Archive for the 'TV' Category

Notes from Edinburgh TV Unfestival 2007

On the weekend I went to the TV Unfestival, an “unconference” about TV, which is a sort of Fringe even to the Media Guardian TV Festival.

Although the event was typical of a tech/geek gathering in the unconference format – lots of healthy debate, discussion and networking – there was often a disparity between the ‘open rights’ and open source culture of the tech world and the locked-down, “copyrighted up to the eyeballs” culture of the TV world.

There was also not a great deal of talk about funding and where the money was going to come from to fund the brave new ventures online which TV firms will need to make to capture their audiences which are ebbing away. TV people are used to hearing about commissions, advertising, subscription models. They are not used to – or at least have yet to be convinced – that user generated content and ‘video ad insertions’ into online video clips will replace the millions in cash currently available to them in the traditional networked TV world. And to an extent, one can’t blame them. Its a brave new world we are entering.

Talking to the very few (I suspect they are not into unconferences!) number of real TV producers and the “geeks” at the event I got an unexpected difference in opinion. The TV people often felt they were at the cutting edge of the new world. And although the atmosphere was overall positive, some “Geeks” meanwhile would express frustration to me that the over-riding culture of the tech world was going to have a very hard time communicating what they had to offer to traditional TV.

In other thoughts from the event…….

• We had a presentation from Sclipo.com, a user-generated ‘skills sharing’ site. Users can sell teaching videos ebay-like or revenue comes from ads. Along with the usual ‘how to’ video there is one quite impressive feature where users can pay for lessons from a teacher literally live streamed via webcam, and there is an in-built payment mechanism. What’s the betting that’s going to be used for nefarious purposes fairly shortly? Based in Barcelona, they are looking for staff so if you want a warmer climate and can do flash, php, Web2 style stuff then get on to them.

• A Joost guy (unnamed) told me that they thought building legally ratified stuff – as in not going the ‘open rights/creative commons’ route – is ‘the way forward’ because it means building on stuff which doesn’t get taken down by the lawyers later on.

• The man with the most zeitgeisty name in the Web business “Paul Pod” demo’d a full-blown working site for Tioti which so far is still in closed Beta. They plan to have an API coming out in a month of so, which will show info on shows and TV characters. He also insisted TIOTI is not a ‘recording service in disguise’.

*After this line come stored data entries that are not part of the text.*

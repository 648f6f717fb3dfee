mod common;

use chrono::{Duration as ChronoDuration, Utc};
use std::sync::Arc;
use std::time::Duration;
use warp::http::StatusCode;

use common::{call, config_with};
use rusty_chat::core::rate_limiter::{RateDecision, RateLimitPolicy, RateLimiter};
use rusty_chat::storage::memory::MemoryRateLimitStore;
use rusty_chat::{routes, AppState, Storage};

fn limiter(max_requests: u32) -> RateLimiter {
    RateLimiter::new(
        Arc::new(MemoryRateLimitStore::new()),
        RateLimitPolicy {
            window: Duration::from_secs(60),
            max_requests,
            block_duration: Duration::from_secs(300),
        },
    )
}

#[tokio::test]
async fn test_http_requests_over_threshold_get_429() {
    let config = config_with(&[
        ("RUSTY_CHAT_RATE_LIMIT_MAX_REQUESTS", "3"),
        ("RUSTY_CHAT_RATE_LIMIT_BLOCK_SECS", "120"),
    ]);
    let routes = routes(AppState::new(config, Storage::memory()));

    for _ in 0..3 {
        let reply = call(&routes, "GET", "/health", None, None).await;
        assert_eq!(reply.status, StatusCode::OK);
    }

    let blocked = call(&routes, "GET", "/health", None, None).await;
    assert_eq!(blocked.status, StatusCode::TOO_MANY_REQUESTS);
    assert_eq!(blocked.body["success"], false);
    assert_eq!(
        blocked.body["error"],
        "Too many requests. Please try again after 120 seconds"
    );
    assert_eq!(blocked.headers.get("retry-after").unwrap(), "120");

    // Unknown routes are counted too and stay blocked
    let still_blocked = call(&routes, "GET", "/nope", None, None).await;
    assert_eq!(still_blocked.status, StatusCode::TOO_MANY_REQUESTS);
}

#[tokio::test]
async fn test_block_expires_and_counting_restarts() {
    let limiter = limiter(2);
    let start = Utc::now();

    assert!(limiter.check_at("10.0.0.1", start).await.unwrap().is_allowed());
    assert!(limiter.check_at("10.0.0.1", start).await.unwrap().is_allowed());
    assert_eq!(
        limiter.check_at("10.0.0.1", start).await.unwrap(),
        RateDecision::Rejected {
            retry_after: Duration::from_secs(300)
        }
    );

    let during_block = start + ChronoDuration::seconds(299);
    assert!(!limiter
        .check_at("10.0.0.1", during_block)
        .await
        .unwrap()
        .is_allowed());

    let after_block = start + ChronoDuration::seconds(301);
    assert_eq!(
        limiter.check_at("10.0.0.1", after_block).await.unwrap(),
        RateDecision::Allowed { remaining: 1 }
    );
}

#[tokio::test]
async fn test_ips_are_counted_separately() {
    let limiter = limiter(1);
    let now = Utc::now();

    assert!(limiter.check_at("10.0.0.1", now).await.unwrap().is_allowed());
    assert!(!limiter.check_at("10.0.0.1", now).await.unwrap().is_allowed());
    assert!(limiter.check_at("10.0.0.2", now).await.unwrap().is_allowed());
}

#[tokio::test]
async fn test_purge_drops_only_stale_entries() {
    let limiter = limiter(5);
    let start = Utc::now();

    limiter.check_at("10.0.0.1", start).await.unwrap();
    limiter
        .check_at("10.0.0.2", start + ChronoDuration::seconds(50))
        .await
        .unwrap();

    let removed = limiter
        .purge_stale(start + ChronoDuration::seconds(90))
        .await
        .unwrap();
    assert_eq!(removed, 1);
}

Interview: Jaman prepares European assault

Faisal Galaira Jaman.com.jpg

Jaman, California-based company that offers full length movies for either downloads or rental via a P2P client is planning to launch a European arm. The move is prior to an expansion of its programme of buying up rights to “mid-tail” independent and niche films.

Unlike Joost, which is really aimed at TV viewers, Jaman is going for audiences who want successful independent film (the kind of thing “Trainspotting” was once before it hit the big time) which they can’t get in their local cinema. (You might think that would mean that there would be a lot of Bollywood movies and Asian or Latin American cinema on it as a result. There is indeed much of this content, but so far 60% of Jaman’s content is actually English language based).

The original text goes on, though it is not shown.